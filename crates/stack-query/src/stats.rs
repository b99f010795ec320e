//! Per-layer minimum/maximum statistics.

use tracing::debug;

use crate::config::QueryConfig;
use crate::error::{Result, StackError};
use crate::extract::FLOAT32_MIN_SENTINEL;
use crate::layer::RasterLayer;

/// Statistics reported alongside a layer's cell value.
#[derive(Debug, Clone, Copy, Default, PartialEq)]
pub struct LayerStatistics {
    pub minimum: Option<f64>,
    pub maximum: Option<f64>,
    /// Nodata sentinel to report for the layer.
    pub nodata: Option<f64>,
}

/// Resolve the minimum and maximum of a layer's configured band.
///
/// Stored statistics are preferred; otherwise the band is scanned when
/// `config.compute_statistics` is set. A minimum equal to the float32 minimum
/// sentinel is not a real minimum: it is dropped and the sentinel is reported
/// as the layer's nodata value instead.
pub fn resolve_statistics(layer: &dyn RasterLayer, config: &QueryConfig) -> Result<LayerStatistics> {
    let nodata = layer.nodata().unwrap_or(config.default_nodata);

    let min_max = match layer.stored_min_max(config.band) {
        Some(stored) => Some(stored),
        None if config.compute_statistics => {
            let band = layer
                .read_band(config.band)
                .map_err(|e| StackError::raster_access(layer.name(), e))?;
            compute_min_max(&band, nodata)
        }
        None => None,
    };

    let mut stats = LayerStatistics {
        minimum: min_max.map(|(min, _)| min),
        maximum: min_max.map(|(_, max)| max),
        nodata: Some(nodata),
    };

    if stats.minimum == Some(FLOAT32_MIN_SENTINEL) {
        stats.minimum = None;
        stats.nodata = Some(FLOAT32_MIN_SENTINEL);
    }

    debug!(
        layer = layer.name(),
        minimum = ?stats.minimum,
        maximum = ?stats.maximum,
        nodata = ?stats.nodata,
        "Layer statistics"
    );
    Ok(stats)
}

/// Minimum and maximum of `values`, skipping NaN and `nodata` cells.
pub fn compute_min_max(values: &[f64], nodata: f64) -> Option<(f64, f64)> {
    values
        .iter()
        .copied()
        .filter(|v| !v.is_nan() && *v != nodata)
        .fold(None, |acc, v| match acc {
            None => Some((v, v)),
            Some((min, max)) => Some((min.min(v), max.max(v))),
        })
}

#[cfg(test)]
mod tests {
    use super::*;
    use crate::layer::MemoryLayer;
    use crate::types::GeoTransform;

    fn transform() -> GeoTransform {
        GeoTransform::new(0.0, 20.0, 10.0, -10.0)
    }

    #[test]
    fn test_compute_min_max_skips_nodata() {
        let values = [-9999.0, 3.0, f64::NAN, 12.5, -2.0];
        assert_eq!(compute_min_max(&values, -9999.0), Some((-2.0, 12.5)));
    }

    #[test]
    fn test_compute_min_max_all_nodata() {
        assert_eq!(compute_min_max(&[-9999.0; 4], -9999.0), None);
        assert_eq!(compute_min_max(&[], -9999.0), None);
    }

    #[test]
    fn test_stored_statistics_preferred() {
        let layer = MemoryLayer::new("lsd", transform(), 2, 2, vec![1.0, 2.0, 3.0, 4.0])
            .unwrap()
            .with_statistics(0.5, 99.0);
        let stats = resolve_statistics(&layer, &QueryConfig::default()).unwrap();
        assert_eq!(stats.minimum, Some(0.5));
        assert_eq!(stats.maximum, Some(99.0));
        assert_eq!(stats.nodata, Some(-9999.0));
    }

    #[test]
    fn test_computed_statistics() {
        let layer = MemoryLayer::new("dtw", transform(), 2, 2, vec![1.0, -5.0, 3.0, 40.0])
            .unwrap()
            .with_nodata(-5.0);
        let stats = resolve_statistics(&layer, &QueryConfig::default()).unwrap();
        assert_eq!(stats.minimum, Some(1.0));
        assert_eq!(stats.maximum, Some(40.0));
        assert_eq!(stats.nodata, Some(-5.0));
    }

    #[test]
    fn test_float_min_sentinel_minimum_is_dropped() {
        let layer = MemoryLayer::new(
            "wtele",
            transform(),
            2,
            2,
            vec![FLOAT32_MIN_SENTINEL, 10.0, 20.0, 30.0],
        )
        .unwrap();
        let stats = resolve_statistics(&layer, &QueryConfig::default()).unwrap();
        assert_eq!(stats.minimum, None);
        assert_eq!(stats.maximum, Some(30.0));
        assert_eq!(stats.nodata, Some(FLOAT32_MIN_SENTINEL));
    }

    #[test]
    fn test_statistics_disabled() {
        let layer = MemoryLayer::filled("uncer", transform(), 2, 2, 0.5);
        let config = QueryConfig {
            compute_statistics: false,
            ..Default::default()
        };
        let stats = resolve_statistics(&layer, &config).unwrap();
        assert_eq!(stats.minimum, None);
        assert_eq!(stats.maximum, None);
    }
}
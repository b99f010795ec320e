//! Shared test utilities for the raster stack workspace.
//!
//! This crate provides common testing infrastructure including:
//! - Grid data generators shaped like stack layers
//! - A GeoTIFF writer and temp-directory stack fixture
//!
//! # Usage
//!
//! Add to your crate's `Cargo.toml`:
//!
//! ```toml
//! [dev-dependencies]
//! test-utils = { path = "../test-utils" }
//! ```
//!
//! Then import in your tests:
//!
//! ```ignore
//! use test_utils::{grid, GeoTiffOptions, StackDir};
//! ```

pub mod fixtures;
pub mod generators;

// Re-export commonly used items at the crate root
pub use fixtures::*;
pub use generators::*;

•••••

Where a line of the data includes the string "generators", list that line.

## Worked solution:
//! - Grid data generators shaped like stack layers
pub mod generators;
pub use generators::*;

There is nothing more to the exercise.